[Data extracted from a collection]
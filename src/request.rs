//! Query request types for Quarry.
//!
//! The caller may pass raw SQL, a bare execution id, or a structured
//! request; the variant is resolved once here, before the orchestrator
//! ever touches the network.

use crate::config::ClientConfig;
use crate::error::{QuarryError, Result};

/// What the caller handed to [`QueryClient::query`](crate::QueryClient::query).
#[derive(Debug, Clone, PartialEq, Eq)]
pub enum QueryInput {
    /// A SQL statement to submit as a new execution.
    Sql(String),
    /// An existing execution id to adopt; no submission call is made.
    Execution(String),
    /// A fully structured request.
    Request(QueryRequest),
}

impl From<&str> for QueryInput {
    /// A bare string that has the shape of an execution id adopts that
    /// execution; anything else is treated as SQL.
    fn from(s: &str) -> Self {
        if is_execution_id(s) {
            Self::Execution(s.to_string())
        } else {
            Self::Sql(s.to_string())
        }
    }
}

impl From<String> for QueryInput {
    fn from(s: String) -> Self {
        Self::from(s.as_str())
    }
}

impl From<QueryRequest> for QueryInput {
    fn from(request: QueryRequest) -> Self {
        Self::Request(request)
    }
}

/// A structured query request.
///
/// Exactly one of `sql` and `execution_id` must be set: `sql` starts a
/// new execution, `execution_id` adopts an existing one.
#[derive(Debug, Clone, Default, PartialEq, Eq)]
pub struct QueryRequest {
    pub sql: Option<String>,
    pub execution_id: Option<String>,
    /// Database override for this query.
    pub db: Option<String>,
    /// Catalog override for this query.
    pub catalog: Option<String>,
    /// Page size override for this query.
    pub page_size: Option<u32>,
    /// Continuation token from a previous page.
    pub next_token: Option<String>,
    /// Positional values bound to `?` placeholders in the SQL.
    pub values: Vec<String>,
}

impl QueryRequest {
    /// Creates a request that submits the given SQL.
    pub fn sql(sql: impl Into<String>) -> Self {
        Self {
            sql: Some(sql.into()),
            ..Default::default()
        }
    }

    /// Creates a request that adopts an existing execution.
    pub fn execution(execution_id: impl Into<String>) -> Self {
        Self {
            execution_id: Some(execution_id.into()),
            ..Default::default()
        }
    }

    /// Sets positional values for `?` placeholders.
    pub fn with_values(mut self, values: Vec<String>) -> Self {
        self.values = values;
        self
    }

    /// Sets the continuation token.
    pub fn with_next_token(mut self, token: impl Into<String>) -> Self {
        self.next_token = Some(token.into());
        self
    }

    /// Sets the database for this query.
    pub fn with_db(mut self, db: impl Into<String>) -> Self {
        self.db = Some(db.into());
        self
    }

    /// Sets the page size for this query.
    pub fn with_page_size(mut self, page_size: u32) -> Self {
        self.page_size = Some(page_size);
        self
    }
}

/// A request after validation: either a statement to submit or an
/// execution to adopt, plus the pagination position.
#[derive(Debug, Clone, PartialEq, Eq)]
pub(crate) enum ResolvedRequest {
    Submit {
        sql: String,
        db: String,
        catalog: Option<String>,
        next_token: Option<String>,
        page_size: Option<u32>,
    },
    Adopt {
        execution_id: String,
        next_token: Option<String>,
        page_size: Option<u32>,
    },
}

/// Resolves caller input into a validated request.
///
/// Enforces the sql/execution-id invariant and binds positional values,
/// all before any service call.
pub(crate) fn resolve(input: QueryInput, config: &ClientConfig) -> Result<ResolvedRequest> {
    let request = match input {
        QueryInput::Sql(sql) => QueryRequest::sql(sql),
        QueryInput::Execution(id) => QueryRequest::execution(id),
        QueryInput::Request(request) => request,
    };

    match (&request.sql, &request.execution_id) {
        (Some(_), Some(_)) => Err(QuarryError::validation(
            "request must carry either sql or an execution id, not both",
        )),
        (None, None) => Err(QuarryError::validation(
            "request must carry either sql or an execution id",
        )),
        (Some(sql), None) => {
            let sql = sql.trim();
            if sql.is_empty() {
                return Err(QuarryError::validation("sql statement is empty"));
            }
            Ok(ResolvedRequest::Submit {
                sql: bind_values(sql, &request.values)?,
                db: request.db.unwrap_or_else(|| config.db.clone()),
                catalog: request.catalog.or_else(|| config.catalog.clone()),
                next_token: request.next_token,
                page_size: request.page_size,
            })
        }
        (None, Some(execution_id)) => Ok(ResolvedRequest::Adopt {
            execution_id: execution_id.clone(),
            next_token: request.next_token,
            page_size: request.page_size,
        }),
    }
}

/// Returns true if `s` has the 8-4-4-4-12 hex shape of an execution id.
fn is_execution_id(s: &str) -> bool {
    let parts: Vec<&str> = s.split('-').collect();
    parts.len() == 5
        && [8, 4, 4, 4, 12]
            .iter()
            .zip(&parts)
            .all(|(len, part)| part.len() == *len && part.chars().all(|c| c.is_ascii_hexdigit()))
}

/// Substitutes positional `?` placeholders with the given values.
///
/// Values that parse as numbers are inserted bare; everything else is
/// single-quoted with embedded quotes doubled. Placeholders inside
/// string literals are left alone. The placeholder and value counts
/// must match exactly.
fn bind_values(sql: &str, values: &[String]) -> Result<String> {
    let mut bound = String::with_capacity(sql.len());
    let mut next_value = values.iter();
    let mut used = 0usize;
    let mut in_string = false;

    for c in sql.chars() {
        match c {
            '\'' => {
                in_string = !in_string;
                bound.push(c);
            }
            '?' if !in_string => {
                let value = next_value.next().ok_or_else(|| {
                    QuarryError::validation(format!(
                        "sql has more than {} placeholders but {} values were given",
                        used,
                        values.len()
                    ))
                })?;
                used += 1;
                bound.push_str(&render_value(value));
            }
            _ => bound.push(c),
        }
    }

    if used < values.len() {
        return Err(QuarryError::validation(format!(
            "sql has {used} placeholders but {} values were given",
            values.len()
        )));
    }

    Ok(bound)
}

/// Renders one bound value as a SQL literal.
fn render_value(value: &str) -> String {
    if value.parse::<i64>().is_ok() || value.parse::<f64>().is_ok() {
        value.to_string()
    } else {
        format!("'{}'", value.replace('\'', "''"))
    }
}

## EXERCISE DIRECTIONS
Please write out all of the records above, character for character.

## SOLUTION BELOW
filename src/request.rs
//! Query request types for Quarry.
//!
//! The caller may pass raw SQL, a bare execution id, or a structured
//! request; the variant is resolved once here, before the orchestrator
//! ever touches the network.

use crate::config::ClientConfig;
use crate::error::{QuarryError, Result};

/// What the caller handed to [`QueryClient::query`](crate::QueryClient::query).
#[derive(Debug, Clone, PartialEq, Eq)]
pub enum QueryInput {
    /// A SQL statement to submit as a new execution.
    Sql(String),
    /// An existing execution id to adopt; no submission call is made.
    Execution(String),
    /// A fully structured request.
    Request(QueryRequest),
}

impl From<&str> for QueryInput {
    /// A bare string that has the shape of an execution id adopts that
    /// execution; anything else is treated as SQL.
    fn from(s: &str) -> Self {
        if is_execution_id(s) {
            Self::Execution(s.to_string())
        } else {
            Self::Sql(s.to_string())
        }
    }
}

impl From<String> for QueryInput {
    fn from(s: String) -> Self {
        Self::from(s.as_str())
    }
}

impl From<QueryRequest> for QueryInput {
    fn from(request: QueryRequest) -> Self {
        Self::Request(request)
    }
}

/// A structured query request.
///
/// Exactly one of `sql` and `execution_id` must be set: `sql` starts a
/// new execution, `execution_id` adopts an existing one.
#[derive(Debug, Clone, Default, PartialEq, Eq)]
pub struct QueryRequest {
    pub sql: Option<String>,
    pub execution_id: Option<String>,
    /// Database override for this query.
    pub db: Option<String>,
    /// Catalog override for this query.
    pub catalog: Option<String>,
    /// Page size override for this query.
    pub page_size: Option<u32>,
    /// Continuation token from a previous page.
    pub next_token: Option<String>,
    /// Positional values bound to `?` placeholders in the SQL.
    pub values: Vec<String>,
}

impl QueryRequest {
    /// Creates a request that submits the given SQL.
    pub fn sql(sql: impl Into<String>) -> Self {
        Self {
            sql: Some(sql.into()),
            ..Default::default()
        }
    }

    /// Creates a request that adopts an existing execution.
    pub fn execution(execution_id: impl Into<String>) -> Self {
        Self {
            execution_id: Some(execution_id.into()),
            ..Default::default()
        }
    }

    /// Sets positional values for `?` placeholders.
    pub fn with_values(mut self, values: Vec<String>) -> Self {
        self.values = values;
        self
    }

    /// Sets the continuation token.
    pub fn with_next_token(mut self, token: impl Into<String>) -> Self {
        self.next_token = Some(token.into());
        self
    }

    /// Sets the database for this query.
    pub fn with_db(mut self, db: impl Into<String>) -> Self {
        self.db = Some(db.into());
        self
    }

    /// Sets the page size for this query.
    pub fn with_page_size(mut self, page_size: u32) -> Self {
        self.page_size = Some(page_size);
        self
    }
}

/// A request after validation: either a statement to submit or an
/// execution to adopt, plus the pagination position.
#[derive(Debug, Clone, PartialEq, Eq)]
pub(crate) enum ResolvedRequest {
    Submit {
        sql: String,
        db: String,
        catalog: Option<String>,
        next_token: Option<String>,
        page_size: Option<u32>,
    },
    Adopt {
        execution_id: String,
        next_token: Option<String>,
        page_size: Option<u32>,
    },
}

/// Resolves caller input into a validated request.
///
/// Enforces the sql/execution-id invariant and binds positional values,
/// all before any service call.
pub(crate) fn resolve(input: QueryInput, config: &ClientConfig) -> Result<ResolvedRequest> {
    let request = match input {
        QueryInput::Sql(sql) => QueryRequest::sql(sql),
        QueryInput::Execution(id) => QueryRequest::execution(id),
        QueryInput::Request(request) => request,
    };

    match (&request.sql, &request.execution_id) {
        (Some(_), Some(_)) => Err(QuarryError::validation(
            "request must carry either sql or an execution id, not both",
        )),
        (None, None) => Err(QuarryError::validation(
            "request must carry either sql or an execution id",
        )),
        (Some(sql), None) => {
            let sql = sql.trim();
            if sql.is_empty() {
                return Err(QuarryError::validation("sql statement is empty"));
            }
            Ok(ResolvedRequest::Submit {
                sql: bind_values(sql, &request.values)?,
                db: request.db.unwrap_or_else(|| config.db.clone()),
                catalog: request.catalog.or_else(|| config.catalog.clone()),
                next_token: request.next_token,
                page_size: request.page_size,
            })
        }
        (None, Some(execution_id)) => Ok(ResolvedRequest::Adopt {
            execution_id: execution_id.clone(),
            next_token: request.next_token,
            page_size: request.page_size,
        }),
    }
}

/// Returns true if `s` has the 8-4-4-4-12 hex shape of an execution id.
fn is_execution_id(s: &str) -> bool {
    let parts: Vec<&str> = s.split('-').collect();
    parts.len() == 5
        && [8, 4, 4, 4, 12]
            .iter()
            .zip(&parts)
            .all(|(len, part)| part.len() == *len && part.chars().all(|c| c.is_ascii_hexdigit()))
}

/// Substitutes positional `?` placeholders with the given values.
///
/// Values that parse as numbers are inserted bare; everything else is
/// single-quoted with embedded quotes doubled. Placeholders inside
/// string literals are left alone. The placeholder and value counts
/// must match exactly.
fn bind_values(sql: &str, values: &[String]) -> Result<String> {
    let mut bound = String::with_capacity(sql.len());
    let mut next_value = values.iter();
    let mut used = 0usize;
    let mut in_string = false;

    for c in sql.chars() {
        match c {
            '\'' => {
                in_string = !in_string;
                bound.push(c);
            }
            '?' if !in_string => {
                let value = next_value.next().ok_or_else(|| {
                    QuarryError::validation(format!(
                        "sql has more than {} placeholders but {} values were given",
                        used,
                        values.len()
                    ))
                })?;
                used += 1;
                bound.push_str(&render_value(value));
            }
            _ => bound.push(c),
        }
    }

    if used < values.len() {
        return Err(QuarryError::validation(format!(
            "sql has {used} placeholders but {} values were given",
            values.len()
        )));
    }

    Ok(bound)
}

/// Renders one bound value as a SQL literal.
fn render_value(value: &str) -> String {
    if value.parse::<i64>().is_ok() || value.parse::<f64>().is_ok() {
        value.to_string()
    } else {
        format!("'{}'", value.replace('\'', "''"))
    }
}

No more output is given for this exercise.